WORK REQUIRED
Check every line below for the word "logs" and copy each one that has it.

EXERCISE MATERIAL

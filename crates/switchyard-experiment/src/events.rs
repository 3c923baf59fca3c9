//! Domain event emission.
//!
//! The event log is an append-only, best-effort sink: posting never fails
//! the surrounding operation and is never compensated. Implementations must
//! be non-blocking from the caller's perspective; sinks that write to slow
//! storage should buffer internally.

use serde::{Deserialize, Serialize};

use switchyard_core::UserInfo;

use crate::experiment::Experiment;

/// A domain event describing an externally visible experiment mutation.
#[derive(Debug, Clone, PartialEq, Serialize, Deserialize)]
#[serde(tag = "type", rename_all = "snake_case", rename_all_fields = "camelCase")]
pub enum ExperimentEvent {
    /// An experiment was created.
    Created {
        /// Who created it.
        user: UserInfo,
        /// The experiment as created.
        experiment: Experiment,
    },
    /// One attribute of an experiment changed. Emitted once per entry of
    /// the audit change list, only for experiments past DRAFT.
    Changed {
        /// Who changed it.
        user: UserInfo,
        /// The experiment after the update.
        experiment: Experiment,
        /// Name of the changed attribute.
        attribute_name: String,
        /// String form of the value before the update.
        old_value: String,
        /// String form of the value after the update.
        new_value: String,
    },
}

/// Append-only sink for domain events.
///
/// Fire-and-forget: the API is infallible by design. A sink that loses an
/// event logs the loss itself; it never propagates failure into the
/// mutation that produced the event.
pub trait EventLog: Send + Sync {
    /// Posts an event.
    fn post(&self, event: ExperimentEvent);

    /// Flushes any buffered events. Called during graceful shutdown.
    /// Default implementation is a no-op.
    fn flush(&self) {}
}

/// Event log that emits events as structured logs.
///
/// This is the default sink: events land in the log stream at INFO level
/// with the `events` target.
#[derive(Debug, Default, Clone)]
pub struct TracingEventLog;

impl EventLog for TracingEventLog {
    fn post(&self, event: ExperimentEvent) {
        match &event {
            ExperimentEvent::Created { user, experiment } => {
                tracing::info!(
                    target: "events",
                    user = %user,
                    experiment = %experiment.id,
                    application = %experiment.application_name,
                    label = %experiment.label,
                    "experiment_created"
                );
            }
            ExperimentEvent::Changed {
                user,
                experiment,
                attribute_name,
                old_value,
                new_value,
            } => {
                tracing::info!(
                    target: "events",
                    user = %user,
                    experiment = %experiment.id,
                    attribute = %attribute_name,
                    old = %old_value,
                    new = %new_value,
                    "experiment_changed"
                );
            }
        }
    }
}

/// Event log that captures events for assertions in tests.
#[derive(Debug, Default)]
pub struct TestEventLog {
    events: std::sync::Mutex<Vec<ExperimentEvent>>,
}

impl TestEventLog {
    /// Creates a new empty test log.
    #[must_use]
    pub fn new() -> Self {
        Self::default()
    }

    /// Returns a copy of all captured events.
    #[must_use]
    pub fn events(&self) -> Vec<ExperimentEvent> {
        self.events
            .lock()
            .map(|guard| guard.clone())
            .unwrap_or_default()
    }

    /// Returns the number of captured events.
    #[must_use]
    pub fn len(&self) -> usize {
        self.events.lock().map(|guard| guard.len()).unwrap_or(0)
    }

    /// Returns true if no events have been captured.
    #[must_use]
    pub fn is_empty(&self) -> bool {
        self.len() == 0
    }

    /// Returns the captured creation events.
    #[must_use]
    pub fn created(&self) -> Vec<ExperimentEvent> {
        self.events()
            .into_iter()
            .filter(|e| matches!(e, ExperimentEvent::Created { .. }))
            .collect()
    }

    /// Returns the captured change events.
    #[must_use]
    pub fn changed(&self) -> Vec<ExperimentEvent> {
        self.events()
            .into_iter()
            .filter(|e| matches!(e, ExperimentEvent::Changed { .. }))
            .collect()
    }

    /// Clears all captured events.
    pub fn clear(&self) {
        if let Ok(mut guard) = self.events.lock() {
            guard.clear();
        }
    }
}

impl EventLog for TestEventLog {
    fn post(&self, event: ExperimentEvent) {
        if let Ok(mut guard) = self.events.lock() {
            guard.push(event);
        }
    }
}

#[cfg(test)]
mod tests {
    use super::*;
    use chrono::{TimeZone, Utc};
    use switchyard_core::{ApplicationName, ExperimentLabel};

    use crate::experiment::NewExperiment;

    fn experiment() -> Experiment {
        let start = Utc.with_ymd_and_hms(2099, 1, 1, 0, 0, 0).unwrap();
        let end = Utc.with_ymd_and_hms(2099, 6, 1, 0, 0, 0).unwrap();
        NewExperiment::new(
            ApplicationName::new("shop").unwrap(),
            ExperimentLabel::new("cart-cta").unwrap(),
            start,
            end,
            0.5,
        )
        .into_experiment(start)
    }

    #[test]
    fn test_log_captures_events() {
        let log = TestEventLog::new();
        log.post(ExperimentEvent::Created {
            user: UserInfo::from_username("admin"),
            experiment: experiment(),
        });

        assert_eq!(log.len(), 1);
        assert_eq!(log.created().len(), 1);
        assert!(log.changed().is_empty());
    }

    #[test]
    fn events_serialize_with_a_type_tag() {
        let event = ExperimentEvent::Changed {
            user: UserInfo::from_username("admin"),
            experiment: experiment(),
            attribute_name: "description".to_string(),
            old_value: String::new(),
            new_value: "archived".to_string(),
        };
        let json = serde_json::to_value(&event).unwrap();
        assert_eq!(json["type"], "changed");
        assert_eq!(json["attributeName"], "description");
    }
}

PROBLEM SOLUTION
/// event logs the loss itself; it never propagates failure into the
/// Event log that emits events as structured logs.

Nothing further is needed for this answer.